METHODS: A 69-year-old man with pulmonary fibrosis and COPD underwent a left lung transplant. The patient also had GERD and was found to have a 2 cm hiatal hernia by high resolution manometry. He underwent a TIF procedure but developed worsening symptoms and reflux after 6 months. He was then found to have a distal esophageal diverticulum with a 1 cm hiatal hernia, severe reflux on pH impedance, and concern for TIF herniation. We review the key steps to a robotic TIF takedown and esophageal diverticulum repair in this complex patient.

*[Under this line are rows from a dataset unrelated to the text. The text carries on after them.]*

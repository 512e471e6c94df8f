// Copyright (c) 2025 Felix Kahle.
//
// Permission is hereby granted, free of charge, to any person obtaining
// a copy of this software and associated documentation files (the
// "Software"), to deal in the Software without restriction, including
// without limitation the rights to use, copy, modify, merge, publish,
// distribute, sublicense, and/or sell copies of the Software, and to
// permit persons to whom the Software is furnished to do so, subject to
// the following conditions:
//
// The above copyright notice and this permission notice shall be
// included in all copies or substantial portions of the Software.
//
// THE SOFTWARE IS PROVIDED "AS IS", WITHOUT WARRANTY OF ANY KIND,
// EXPRESS OR IMPLIED, INCLUDING BUT NOT LIMITED TO THE WARRANTIES OF
// MERCHANTABILITY, FITNESS FOR A PARTICULAR PURPOSE AND
// NONINFRINGEMENT. IN NO EVENT SHALL THE AUTHORS OR COPYRIGHT HOLDERS BE
// LIABLE FOR ANY CLAIM, DAMAGES OR OTHER LIABILITY, WHETHER IN AN ACTION
// OF CONTRACT, TORT OR OTHERWISE, ARISING FROM, OUT OF OR IN CONNECTION
// WITH THE SOFTWARE OR THE USE OR OTHER DEALINGS IN THE SOFTWARE.

use skein_core::error::CursorError;

/// Errors produced by [`Sampler`](crate::Sampler).
#[derive(Debug, Clone, PartialEq, Eq)]
pub enum SampleError {
    /// The lower bound exceeds the upper bound, or a bound is not finite.
    InvalidRange,
    /// A choice was requested from an empty sequence.
    Empty,
    /// More items were requested than the sequence holds.
    SampleTooLarge { requested: usize, available: usize },
    /// Traversing the sequence failed.
    Sequence(CursorError),
}

impl std::fmt::Display for SampleError {
    fn fmt(&self, f: &mut std::fmt::Formatter<'_>) -> std::fmt::Result {
        match self {
            SampleError::InvalidRange => write!(f, "Invalid range: low must not exceed high"),
            SampleError::Empty => write!(f, "Cannot choose from an empty sequence"),
            SampleError::SampleTooLarge {
                requested,
                available,
            } => write!(
                f,
                "Sample larger than population: requested {} but only {} available",
                requested, available
            ),
            SampleError::Sequence(e) => write!(f, "Sequence error: {}", e),
        }
    }
}

impl std::error::Error for SampleError {
    fn source(&self) -> Option<&(dyn std::error::Error + 'static)> {
        match self {
            SampleError::Sequence(e) => Some(e),
            _ => None,
        }
    }
}

impl From<CursorError> for SampleError {
    fn from(e: CursorError) -> Self {
        SampleError::Sequence(e)
    }
}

RESULTS: Key steps include: Intra-operative esophagogastroduodenoscopy and distal esophageal diverticulum identification. Division of the gastrohepatic ligament and identification of the right crus. Circumferential hernia sac dissection and identification of the left crus. Identification of the polypropylene TIF fasteners with extensive peri-hiatal adhesiolysis from the post-TIF inflammatory process. Identification and protection of the Vagi nerves. Greater curvature mobilization and short gastric transection. TIF hernia reduction and wrap take down. Intrathoracic esophageal mobilization and dissection to ensure at least 3 cm of intra-abdominal esophagus without tension. False esophageal diverticulum with wide neck about 2 - 3 cm long exposure. Muscle imbrication over the diverticulum to avoid introducing a staple line in an immunocompromised patient. Cruroplasty and gastropexy to recreate the angle of HIS. No fundoplication due to the diverticulum in the lumen of the esophagus and concern for mechanical obstruction potentially leading to future worsening of the diverticulum.
CONCLUSIONS: TIF may not be an adequate option for patients with GERD in the setting of small (up to 2 cm) hiatal hernias. Patient selection is key to avoiding serious complications which can be successfully managed with a robotic-assisted approach. In our practice, we currently reserve TIF to patients with GERD and no documented hernia on the pre-operative work-up.